GOP Tax-Cut Effort Enters Critical Phase in House, Senate -- Update

The Senate has devised a tax plan that would cut the corporate-tax rate to 20% starting in 2019, according to two Senate Republican aides and one GOP senator, one year later than proposed by the House and later than the Trump administration had hoped.

The details, which also include a full repeal of deductions for state and local taxes, according to Sen. David Perdue (R., Ga.), are starting to trickle out as the Republican effort to pass a $1.5 trillion tax cut and deliver President Donald Trump his first major legislative win entered a critical period Thursday. The House and the Senate are operating on parallel tracks to clear legislation over a series of hurdles.

Passage of legislation through the House Ways and Means Committee, followed by the unveiling of a Senate alternative, will move the debate beyond fights between the GOP and Democrats and into an arena marked by differences between Republicans in each chamber.

Senate Republicans were set to release a plan that diverges from the House version, which cuts individual- and corporate-tax rates and repeals the estate tax.

High-income households would get the biggest boost under the House plan, with the top 1% garnering 20.6% of the cut next year and almost half in 2027, according to the Tax Policy Center.
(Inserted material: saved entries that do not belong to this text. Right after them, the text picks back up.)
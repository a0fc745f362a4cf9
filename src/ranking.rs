//! Ranking and derived ratio metrics.
//!
//! Every function here is pure: it reads merged per-key tallies and returns a
//! freshly sorted list. Orderings are strict total orders (metric descending,
//! secondary metric descending, natural key ascending), so the output is the
//! same no matter how the tallies were produced or in which order the map was
//! iterated.

use crate::model::{PriceTier, ReceiptStatus};
use crate::statistics::{
    CityRevenue, CustomerOrderProfile, CustomerSpending, ItemAverageReceipt, ItemSales,
    PriceTierSales, StateRevenue, StatusRevenue, Tally,
};
use std::cmp::Ordering;
use std::collections::BTreeMap;

/// Default length of every top-N list.
pub const DEFAULT_TOP_LIMIT: usize = 5;

/// Minimum number of qualifying receipts, after merge, for an item to appear
/// in the multi-unit average receipt list.
pub const MULTI_UNIT_MIN_RECEIPTS: u64 = 1;

/// Sort `entries` by `cmp` and keep the first `limit` (all when `None`).
///
/// For a bounded limit the top slice is partitioned out first so only the
/// survivors are fully sorted.
fn rank<T>(mut entries: Vec<T>, limit: Option<usize>, cmp: fn(&T, &T) -> Ordering) -> Vec<T> {
    if let Some(limit) = limit {
        if limit == 0 {
            return Vec::new();
        }
        if limit < entries.len() {
            entries.select_nth_unstable_by(limit - 1, cmp);
            entries.truncate(limit);
        }
    }
    entries.sort_by(cmp);
    entries
}

#[must_use]
pub fn top_customers_by_spending(
    by_customer: &BTreeMap<String, Tally>,
    limit: usize,
) -> Vec<CustomerSpending> {
    let entries = by_customer
        .iter()
        .map(|(name, t)| CustomerSpending {
            customer_name: name.clone(),
            total_spent: t.amount,
        })
        .collect();
    rank(entries, Some(limit), CustomerSpending::by_total_spent_desc)
}

#[must_use]
pub fn top_customers_by_order_count(
    by_customer: &BTreeMap<String, Tally>,
    limit: usize,
) -> Vec<CustomerOrderProfile> {
    let entries = by_customer
        .iter()
        .map(|(name, t)| CustomerOrderProfile {
            customer_name: name.clone(),
            orders_count: t.count,
            total_spent: t.amount,
            average_order_value: t.mean(),
        })
        .collect();
    rank(entries, Some(limit), CustomerOrderProfile::by_orders_desc)
}

#[must_use]
pub fn top_items_by_quantity(by_item: &BTreeMap<String, Tally>, limit: usize) -> Vec<ItemSales> {
    let entries = by_item
        .iter()
        .map(|(name, t)| ItemSales {
            item_name: name.clone(),
            quantity_sold: t.count,
            total_revenue: t.amount,
        })
        .collect();
    rank(entries, Some(limit), ItemSales::by_quantity_desc)
}

#[must_use]
pub fn top_cities_by_revenue(by_city: &BTreeMap<String, Tally>, limit: usize) -> Vec<CityRevenue> {
    let entries = by_city
        .iter()
        .map(|(city, t)| CityRevenue {
            city: city.clone(),
            total_revenue: t.amount,
            orders_count: t.count,
        })
        .collect();
    rank(entries, Some(limit), CityRevenue::by_revenue_desc)
}

#[must_use]
pub fn top_states_by_revenue(
    by_state: &BTreeMap<String, Tally>,
    limit: usize,
) -> Vec<StateRevenue> {
    let entries = by_state
        .iter()
        .map(|(state, t)| StateRevenue {
            state: state.clone(),
            total_revenue: t.amount,
            orders_count: t.count,
        })
        .collect();
    rank(entries, Some(limit), StateRevenue::by_revenue_desc)
}

/// Every status that saw at least one order, best first.
#[must_use]
pub fn revenue_by_status(by_status: &BTreeMap<ReceiptStatus, Tally>) -> Vec<StatusRevenue> {
    let entries = by_status
        .iter()
        .map(|(status, t)| StatusRevenue {
            status: *status,
            total_revenue: t.amount,
            orders_count: t.count,
            average_order_value: t.mean(),
        })
        .collect();
    rank(entries, None, StatusRevenue::by_revenue_desc)
}

/// Every tier that sold something, best first.
#[must_use]
pub fn sales_by_price_tier(by_tier: &BTreeMap<PriceTier, Tally>) -> Vec<PriceTierSales> {
    let entries = PriceTier::ALL
        .into_iter()
        .map(|tier| {
            let t = by_tier.get(&tier).copied().unwrap_or_default();
            PriceTierSales {
                price_tier: tier,
                items_sold: t.count,
                total_revenue: t.amount,
                average_unit_price: t.mean(),
            }
        })
        .filter(|sales| sales.items_sold > 0 || sales.total_revenue > 0.0)
        .collect();
    rank(entries, None, PriceTierSales::by_revenue_desc)
}

/// Average receipt total for every item bought at least twice within a
/// receipt, across at least [`MULTI_UNIT_MIN_RECEIPTS`] receipts.
#[must_use]
pub fn item_average_receipts<'a, I>(multi_unit: I) -> Vec<ItemAverageReceipt>
where
    I: IntoIterator<Item = (&'a String, &'a Tally)>,
{
    let entries = multi_unit
        .into_iter()
        .filter(|(_, t)| t.count >= MULTI_UNIT_MIN_RECEIPTS)
        .map(|(name, t)| ItemAverageReceipt {
            item_name: name.clone(),
            receipt_count: t.count,
            average_receipt_amount: t.mean(),
        })
        .collect();
    rank(entries, None, ItemAverageReceipt::by_average_desc)
}

#[cfg(test)]
mod tests {
    use super::*;

    fn tallies(pairs: &[(&str, f64, u64)]) -> BTreeMap<String, Tally> {
        pairs
            .iter()
            .map(|(k, a, c)| ((*k).to_string(), Tally::new(*a, *c)))
            .collect()
    }

    #[test]
    fn rank_handles_limits_at_and_past_len() {
        let v = vec![3, 1, 2];
        assert_eq!(rank(v.clone(), Some(0), |a: &i32, b| b.cmp(a)), Vec::<i32>::new());
        assert_eq!(rank(v.clone(), Some(2), |a: &i32, b| b.cmp(a)), vec![3, 2]);
        assert_eq!(rank(v.clone(), Some(10), |a: &i32, b| b.cmp(a)), vec![3, 2, 1]);
        assert_eq!(rank(v, None, |a: &i32, b| a.cmp(b)), vec![1, 2, 3]);
    }

    #[test]
    fn spending_ties_break_by_name() {
        let m = tallies(&[("zed", 10.0, 1), ("amy", 10.0, 3), ("bob", 20.0, 1)]);
        let top = top_customers_by_spending(&m, 5);
        let names: Vec<_> = top.iter().map(|c| c.customer_name.as_str()).collect();
        assert_eq!(names, ["bob", "amy", "zed"]);
    }

    #[test]
    fn order_count_ties_break_by_spend_then_name() {
        let m = tallies(&[("c", 30.0, 2), ("b", 50.0, 2), ("a", 30.0, 2), ("d", 1.0, 5)]);
        let top = top_customers_by_order_count(&m, 3);
        let names: Vec<_> = top.iter().map(|c| c.customer_name.as_str()).collect();
        assert_eq!(names, ["d", "b", "a"]);
        assert!((top[1].average_order_value - 25.0).abs() < 1e-12);
    }

    #[test]
    fn price_tiers_without_sales_are_omitted() {
        let mut m = BTreeMap::new();
        m.insert(PriceTier::Premium, Tally::new(300.0, 2));
        m.insert(PriceTier::Budget, Tally::new(15.0, 3));
        let sales = sales_by_price_tier(&m);
        assert_eq!(sales.len(), 2);
        assert_eq!(sales[0].price_tier, PriceTier::Premium);
        assert!((sales[1].average_unit_price - 5.0).abs() < 1e-12);
    }
}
The cuts would be paid for in part by the elimination of various household deductions.

Senate Republicans were leaning toward preserving medical-expense deduction and the estate tax, which the House plan eliminates, and toward striking the deduction for property taxes, which the House plan cuts to $10,000 annually. Senate Republicans may eliminate the property tax deduction altogether along with other state and local tax deductions.

"You go down the path of trying to repeal the entire state and local tax in the Senate, then that is just not going to work," said Rep. Tom Reed (R., N.Y.), who fought to preserve the property-tax deduction in the House plan, in a preview of the intraparty battles.

The House picks up where it left off Wednesday, facing the problem of how to fill a $74 billion hole in the budget -- and beyond that, the emerging hesitation of more Republicans.

As of late morning on Thursday, Rep. Kevin Brady (R., Texas), the committee chairman, hadn't said what will be in an amendment to address the gap and other issues, when he will produce it or how much time Democrats will get to examine it. He did say, again, the committee would finish its work today.

A Wall Street Journal tally has identified at least nine House Republicans who are either against the House GOP plan or undecided. House Republicans can lose only 22 GOP votes during a floor vote planned for next week if they are to pass the legislation given that no Democrats are expected to support it.

On the Senate side, Republicans on the Senate Finance Committee huddled behind closed doors to learn details of what was in the tax legislation. The broader Senate Republican conference was to briefed at 11:30 a.m.

Senate Majority Whip John Cornyn (R., Texas) told reporters the Senate tax bill would likely come up for a floor vote the week after Thanksgiving.